The latest study from the Workplace Bullying Institute (http://www.workplacebullying.org/wbiresearch/wbi-2014-us-survey/) indicates that 20 percent of workers surveyed have been the target of workplace bullying at some point during their career. About seven percent said they are currently being subjected to bullying. In the same survey, roughly one in five said they had witnessed bullying of others or know that it has happened to others.
In a second survey, this one from CareerBuilder.com (http://www.careerbuilder.com/share/aboutus/pressreleasesdetail.aspx?sd=9…), 28 percent of workers reported they have felt bullied at work—nearly one in five (19%) of these workers left their jobs because of it.
Perhaps the most damning evidence of bullying’s persistence is seen in research from VitalSmarts, which found that 96 percent of 2,283 Americans surveyed have experienced workplace bullying. For 89 percent of these respondents, the bullying lasted more than a year, while 54 percent said it lasted more than five years.
Of course, it should go without saying, that workplace bullying, when left unchecked, can do significant damage to an employer’s bottom line in the form of lost productivity, low morale and higher turnover.
While difficult to pinpoint the monetary cost of bullying, one report estimates that it can cost the average Fortune 500 company more than $8 million in lost productivity and as much as $16 million in turnover. In addition, legal expenses resulting from bullying-related litigation can easily reach six-figures for each case. Settlements, meanwhile, can exceed $1 million.
Yet, according to recent statistics from the Workplace Bullying Institute, 72 percent of employees say their employers have not done anything to curb bullying in the workplace. Furthermore, there may be a disconnect between what employers and employees consider effective anti-bullying policies.
In one recent survey of human resources professionals, 56 percent said their companies either have some type of workplace bullying policy in place or have plans to enact one. However, a survey of workers found that less than six percent considered their company’s anti-bullying policy or so-called “respect” policies to be adequate or effective deterrents to workplace bullying.
One of the biggest challenges to eradicating workplace bullying is that it is not always easy to identify. The Workplace Bullying Institute defines it as “repeated, health-impairing mistreatment comprised of one or more of the following: 1) verbal abuse; 2) threatening, intimidating conduct; 3) work interference.”
However, acts of bullying are not always so overt. Many workplace bullies are subtle, using micro-aggressions to assert their position of power. These acts may come in the form of taking credit for other people’s work, not allowing others to speak, dismissive body language, or as something as simple as mispronouncing a colleague’s or subordinate’s name.
Due to the breadth of the problem, employers sometimes find it difficult to draft and enact comprehensive anti-bullying policies. It can be tough for a third party, usually someone in HR or an outside arbitrator, to pinpoint the source of bullying, especially when it’s one person’s word against another’s.

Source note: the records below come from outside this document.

//! Change notification for business objects and lists
//!
//! Two channels exist:
//!
//! - [`Observers`]: an ordered registry of synchronous callbacks. Every
//!   object and list owns one; callbacks run in registration order on the
//!   thread that made the change, after internal locks are released.
//! - [`EventBus`]: a tokio broadcast channel carrying a [`GraphChange`] for
//!   every value change at or beneath an object, for async listeners.

pub mod bus;

pub use bus::{EventBus, GraphChange};

use std::fmt;
use std::sync::atomic::{AtomicU64, Ordering};
use std::sync::Arc;

use parking_lot::Mutex;

use crate::id::ObjectId;

/// Handle returned by [`Observers::subscribe`]
#[derive(Debug, Clone, Copy, PartialEq, Eq, Hash, PartialOrd, Ord)]
pub struct SubscriptionId(u64);

/// Aggregate or per-property state that can flip
#[derive(Debug, Clone, Copy, PartialEq, Eq, Hash)]
pub enum Observable {
    IsModified,
    IsSelfModified,
    IsValid,
    IsSelfValid,
    IsBusy,
    IsSavable,
    IsNew,
    IsDeleted,
    IsChild,
    IsPaused,
    /// Number of items in a list
    Count,
}

impl fmt::Display for Observable {
    fn fmt(&self, f: &mut fmt::Formatter<'_>) -> fmt::Result {
        write!(f, "{:?}", self)
    }
}

/// Structural change of a list
#[derive(Debug, Clone, PartialEq, Eq)]
pub enum CollectionChange {
    Add { index: usize, item: ObjectId },
    Remove { index: usize, item: ObjectId },
    Replace {
        index: usize,
        old: ObjectId,
        new: ObjectId,
    },
    /// The list was cleared
    Reset,
}

/// Notification raised by an object or list
#[derive(Debug, Clone, PartialEq)]
pub enum NodeEvent {
    /// A property value changed
    ValueChanged { source: ObjectId, property: String },
    /// A per-property flag flipped
    PropertyStateChanged {
        source: ObjectId,
        property: String,
        state: Observable,
    },
    /// An object- or list-level aggregate flipped
    StateChanged { source: ObjectId, state: Observable },
    /// Add/remove/replace/reset on a list
    CollectionChanged {
        source: ObjectId,
        change: CollectionChange,
    },
    /// Republished from the child node held in `property`
    ChildChanged {
        source: ObjectId,
        property: String,
        event: Box<NodeEvent>,
    },
    /// Republished from a list item
    ItemChanged {
        source: ObjectId,
        item: ObjectId,
        event: Box<NodeEvent>,
    },
}

impl NodeEvent {
    /// The node that raised this event
    pub fn source(&self) -> ObjectId {
        match self {
            NodeEvent::ValueChanged { source, .. }
            | NodeEvent::PropertyStateChanged { source, .. }
            | NodeEvent::StateChanged { source, .. }
            | NodeEvent::CollectionChanged { source, .. }
            | NodeEvent::ChildChanged { source, .. }
            | NodeEvent::ItemChanged { source, .. } => *source,
        }
    }

    /// The innermost event of a republished chain
    pub fn origin(&self) -> &NodeEvent {
        match self {
            NodeEvent::ChildChanged { event, .. } | NodeEvent::ItemChanged { event, .. } => {
                event.origin()
            }
            other => other,
        }
    }

    /// Dotted breadcrumb of the changed value, e.g. `Address.City`.
    ///
    /// `None` unless the innermost event is a value change.
    pub fn value_path(&self) -> Option<String> {
        match self {
            NodeEvent::ValueChanged { property, .. } => Some(property.clone()),
            NodeEvent::ChildChanged {
                property, event, ..
            } => event.value_path().map(|inner| format!("{property}.{inner}")),
            NodeEvent::ItemChanged { event, .. } => event.value_path(),
            _ => None,
        }
    }
}

type Callback<E> = Arc<dyn Fn(&E) + Send + Sync>;

/// Ordered registry of synchronous subscribers
pub struct Observers<E> {
    next_id: AtomicU64,
    entries: Mutex<Vec<(SubscriptionId, Callback<E>)>>,
}

impl<E> Observers<E> {
    pub fn new() -> Self {
        Self {
            next_id: AtomicU64::new(1),
            entries: Mutex::new(Vec::new()),
        }
    }

    /// Register a callback; it runs after every callback registered earlier
    pub fn subscribe(&self, callback: Arc<dyn Fn(&E) + Send + Sync>) -> SubscriptionId {
        let id = SubscriptionId(self.next_id.fetch_add(1, Ordering::Relaxed));
        self.entries.lock().push((id, callback));
        id
    }

    /// Returns false if the id was not registered
    pub fn unsubscribe(&self, id: SubscriptionId) -> bool {
        let mut entries = self.entries.lock();
        let before = entries.len();
        entries.retain(|(entry_id, _)| *entry_id != id);
        entries.len() != before
    }

    /// Invoke every callback in registration order.
    ///
    /// The registry lock is not held while callbacks run, so a callback may
    /// subscribe or unsubscribe without deadlocking.
    pub fn emit(&self, event: &E) {
        let callbacks: Vec<Callback<E>> = self
            .entries
            .lock()
            .iter()
            .map(|(_, callback)| Arc::clone(callback))
            .collect();
        for callback in callbacks {
            callback(event);
        }
    }

    pub fn len(&self) -> usize {
        self.entries.lock().len()
    }

    pub fn is_empty(&self) -> bool {
        self.len() == 0
    }
}

impl<E> Default for Observers<E> {
    fn default() -> Self {
        Self::new()
    }
}

impl<E> fmt::Debug for Observers<E> {
    fn fmt(&self, f: &mut fmt::Formatter<'_>) -> fmt::Result {
        f.debug_struct("Observers")
            .field("subscribers", &self.len())
            .finish()
    }
}

#[cfg(test)]
mod tests {
    use super::*;

    #[test]
    fn test_callbacks_run_in_registration_order() {
        let observers: Observers<u32> = Observers::new();
        let log = Arc::new(Mutex::new(Vec::new()));

        for tag in ["first", "second", "third"] {
            let log = Arc::clone(&log);
            observers.subscribe(Arc::new(move |value: &u32| {
                log.lock().push(format!("{tag}:{value}"));
            }));
        }

        observers.emit(&7);
        assert_eq!(*log.lock(), vec!["first:7", "second:7", "third:7"]);
    }

    #[test]
    fn test_unsubscribe_stops_delivery() {
        let observers: Observers<u32> = Observers::new();
        let hits = Arc::new(Mutex::new(0));
        let counter = Arc::clone(&hits);
        let id = observers.subscribe(Arc::new(move |_: &u32| *counter.lock() += 1));

        observers.emit(&1);
        assert!(observers.unsubscribe(id));
        assert!(!observers.unsubscribe(id));
        observers.emit(&2);

        assert_eq!(*hits.lock(), 1);
        assert!(observers.is_empty());
    }

    #[test]
    fn test_callback_may_unsubscribe_itself() {
        let observers: Arc<Observers<u32>> = Arc::new(Observers::new());
        let slot: Arc<Mutex<Option<SubscriptionId>>> = Arc::new(Mutex::new(None));

        let registry = Arc::clone(&observers);
        let own_id = Arc::clone(&slot);
        let id = observers.subscribe(Arc::new(move |_: &u32| {
            if let Some(id) = *own_id.lock() {
                registry.unsubscribe(id);
            }
        }));
        *slot.lock() = Some(id);

        observers.emit(&1);
        assert!(observers.is_empty());
    }

    #[test]
    fn test_value_path_breadcrumbs() {
        let child = ObjectId::new();
        let parent = ObjectId::new();
        let event = NodeEvent::ChildChanged {
            source: parent,
            property: "Address".to_string(),
            event: Box::new(NodeEvent::ValueChanged {
                source: child,
                property: "City".to_string(),
            }),
        };

        assert_eq!(event.value_path().as_deref(), Some("Address.City"));
        assert_eq!(event.source(), parent);
        assert_eq!(event.origin().source(), child);

        let state = NodeEvent::StateChanged {
            source: parent,
            state: Observable::IsModified,
        };
        assert_eq!(state.value_path(), None);
    }
}
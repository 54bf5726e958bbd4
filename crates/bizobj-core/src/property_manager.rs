//! Ordered collection of an object's properties
//!
//! Built from a finished schema; the manager never discovers properties on
//! its own. Enumeration follows schema order.

use indexmap::IndexMap;

use crate::errors::{CoreError, CoreResult};
use crate::property::{Property, PropertyChanges};
use crate::schema::{ObjectSchema, PropertyDescriptor};
use crate::snapshot::PropertySnapshot;
use crate::value::ValueKind;

/// Name to property map in declaration order
#[derive(Debug, Clone, Default)]
pub struct PropertyManager {
    properties: IndexMap<String, Property>,
}

impl PropertyManager {
    /// Build one property per schema entry.
    ///
    /// # Panics
    ///
    /// On duplicate or empty property names.
    pub fn from_schema(schema: &ObjectSchema, tracking: bool) -> Self {
        Self::from_factories(
            schema
                .properties
                .iter()
                .map(|descriptor| (descriptor.name.clone(), descriptor.clone())),
            |descriptor| Property::new(descriptor, tracking),
        )
    }

    /// Build from `(name, entry)` pairs and a factory wrapping each entry
    ///
    /// # Panics
    ///
    /// On duplicate names, or if the factory returns a property whose name
    /// differs from its entry.
    pub fn from_factories<E, F>(entries: impl IntoIterator<Item = (String, E)>, mut factory: F) -> Self
    where
        F: FnMut(E) -> Property,
    {
        let mut properties = IndexMap::new();
        for (name, entry) in entries {
            let property = factory(entry);
            assert_eq!(property.name(), name, "factory built a property under another name");
            assert!(
                properties.insert(name.clone(), property).is_none(),
                "duplicate property '{name}' in schema"
            );
        }
        Self { properties }
    }

    /// Rebuild from wire records, checking each against the schema
    pub fn from_snapshots(
        schema: &ObjectSchema,
        snapshots: Vec<PropertySnapshot>,
        tracking: bool,
    ) -> CoreResult<Self> {
        let mut manager = Self::from_schema(schema, tracking);
        for snapshot in snapshots {
            let descriptor: &PropertyDescriptor = schema
                .get(&snapshot.name)
                .ok_or_else(|| CoreError::not_found(&snapshot.name))?;
            let kind: ValueKind = descriptor.kind;
            let name = snapshot.name.clone();
            let property = Property::from_snapshot(snapshot, kind, tracking)?;
            manager.properties.insert(name, property);
        }
        Ok(manager)
    }

    pub fn has(&self, name: &str) -> bool {
        self.properties.contains_key(name)
    }

    pub fn get(&self, name: &str) -> CoreResult<&Property> {
        self.properties.get(name).ok_or_else(|| CoreError::not_found(name))
    }

    pub fn get_mut(&mut self, name: &str) -> CoreResult<&mut Property> {
        self.properties
            .get_mut(name)
            .ok_or_else(|| CoreError::not_found(name))
    }

    pub fn iter(&self) -> impl Iterator<Item = &Property> {
        self.properties.values()
    }

    pub fn iter_mut(&mut self) -> impl Iterator<Item = &mut Property> {
        self.properties.values_mut()
    }

    pub fn names(&self) -> Vec<String> {
        self.properties.keys().cloned().collect()
    }

    pub fn len(&self) -> usize {
        self.properties.len()
    }

    pub fn is_empty(&self) -> bool {
        self.properties.is_empty()
    }

    pub fn all_valid(&self) -> bool {
        self.iter().all(Property::is_valid)
    }

    pub fn all_self_valid(&self) -> bool {
        self.iter().all(Property::is_self_valid)
    }

    pub fn any_busy(&self) -> bool {
        self.iter().any(Property::is_busy)
    }

    pub fn any_self_modified(&self) -> bool {
        self.iter().any(Property::is_self_modified)
    }

    /// Whether any property holds a modified child node
    pub fn any_child_modified(&self) -> bool {
        self.iter().any(Property::is_child_modified)
    }

    /// Names of modified properties (own or delegated), in schema order
    pub fn modified_property_names(&self) -> Vec<String> {
        self.iter()
            .filter(|p| p.is_modified())
            .map(|p| p.name().to_string())
            .collect()
    }

    pub fn first_invalid(&self) -> Option<&Property> {
        self.iter().find(|p| !p.is_valid())
    }

    /// Pause or resume every property
    pub fn set_paused_all(&mut self, paused: bool) {
        for property in self.iter_mut() {
            property.set_paused(paused);
        }
    }

    /// Clear self-modification everywhere; returns names whose flag flipped
    pub fn mark_self_unmodified_all(&mut self) -> Vec<String> {
        self.iter_mut()
            .filter_map(|p| {
                let changes: PropertyChanges = p.mark_self_unmodified();
                changes.self_modified.then(|| p.name().to_string())
            })
            .collect()
    }

    pub fn snapshots(&self) -> Vec<PropertySnapshot> {
        self.iter().map(Property::snapshot).collect()
    }
}

#[cfg(test)]
mod tests {
    use super::*;

    fn schema() -> ObjectSchema {
        ObjectSchema::new("Customer")
            .property(PropertyDescriptor::new("Id").read_only().with_kind(ValueKind::Int))
            .property(PropertyDescriptor::new("Name").with_kind(ValueKind::Text))
            .property(PropertyDescriptor::new("Email").with_kind(ValueKind::Text))
    }

    #[test]
    fn test_schema_order_preserved() {
        let manager = PropertyManager::from_schema(&schema(), true);
        assert_eq!(manager.names(), vec!["Id", "Name", "Email"]);
        assert!(manager.has("Email"));
        assert!(!manager.has("Phone"));
    }

    #[test]
    fn test_get_missing_is_not_found() {
        let mut manager = PropertyManager::from_schema(&schema(), true);
        assert_eq!(manager.get("Phone").unwrap_err(), CoreError::not_found("Phone"));
        assert!(manager.get_mut("Phone").is_err());
    }

    #[test]
    #[should_panic(expected = "duplicate property 'Name'")]
    fn test_duplicate_names_panic() {
        let schema = ObjectSchema::new("Bad")
            .property(PropertyDescriptor::new("Name"))
            .property(PropertyDescriptor::new("Name"));
        PropertyManager::from_schema(&schema, true);
    }

    #[test]
    fn test_aggregates() {
        let mut manager = PropertyManager::from_schema(&schema(), true);
        assert!(manager.all_valid());
        assert!(!manager.any_self_modified());

        manager.get_mut("Email").unwrap().set_value("a@b.c").unwrap();
        manager.get_mut("Name").unwrap().set_value("Ada").unwrap();
        assert_eq!(manager.modified_property_names(), vec!["Name", "Email"]);

        assert_eq!(manager.mark_self_unmodified_all(), vec!["Name", "Email"]);
        assert!(manager.mark_self_unmodified_all().is_empty());
        assert!(!manager.any_self_modified());
    }

    #[test]
    fn test_first_invalid() {
        use crate::property::RuleMessage;
        use crate::rules::RuleIndex;

        let mut manager = PropertyManager::from_schema(&schema(), true);
        let index = RuleIndex(0);
        manager
            .get_mut("Email")
            .unwrap()
            .set_messages_for_rule(index, vec![RuleMessage::new("Email", "required", index)]);
        assert_eq!(manager.first_invalid().map(|p| p.name()), Some("Email"));
        assert!(!manager.all_self_valid());
    }

    #[test]
    fn test_pause_all() {
        let mut manager = PropertyManager::from_schema(&schema(), true);
        manager.set_paused_all(true);
        assert!(manager.iter().all(Property::is_paused));
        manager.get_mut("Name").unwrap().set_value("x").unwrap();
        assert!(!manager.any_self_modified());
    }

    #[test]
    fn test_from_snapshots_rejects_unknown() {
        let manager = PropertyManager::from_schema(&schema(), true);
        let mut snapshots = manager.snapshots();
        snapshots[1].value = "Ada".into();
        snapshots[1].is_self_modified = true;

        let rebuilt = PropertyManager::from_snapshots(&schema(), snapshots.clone(), true).unwrap();
        assert_eq!(rebuilt.get("Name").unwrap().value().as_str(), Some("Ada"));
        assert!(rebuilt.get("Name").unwrap().is_self_modified());

        snapshots[0].name = "Phone".to_string();
        assert!(PropertyManager::from_snapshots(&schema(), snapshots, true).is_err());
    }
}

That said, it’s up to the employer to foster a safe and encouraging environment. Besides low morale and high turnover, workers may start badmouthing the company, whether because of the ineffectiveness of management or because of how uncomfortable they are in the office, all of which will hurt the overall reputation of the company. Bullying impacts retention, recruitment, morale, productivity – it’s a very invasive issue.
One possible solution to this problem is using coaching to assess work styles. If a few employees regularly appear in complaints, it may be beneficial to have an expert talk to him or her about his or her workplace behavior. The company can view the intervention as an investment in the worker, which shows the company cares not only about that individual, but also the people with whom he or she needs to work.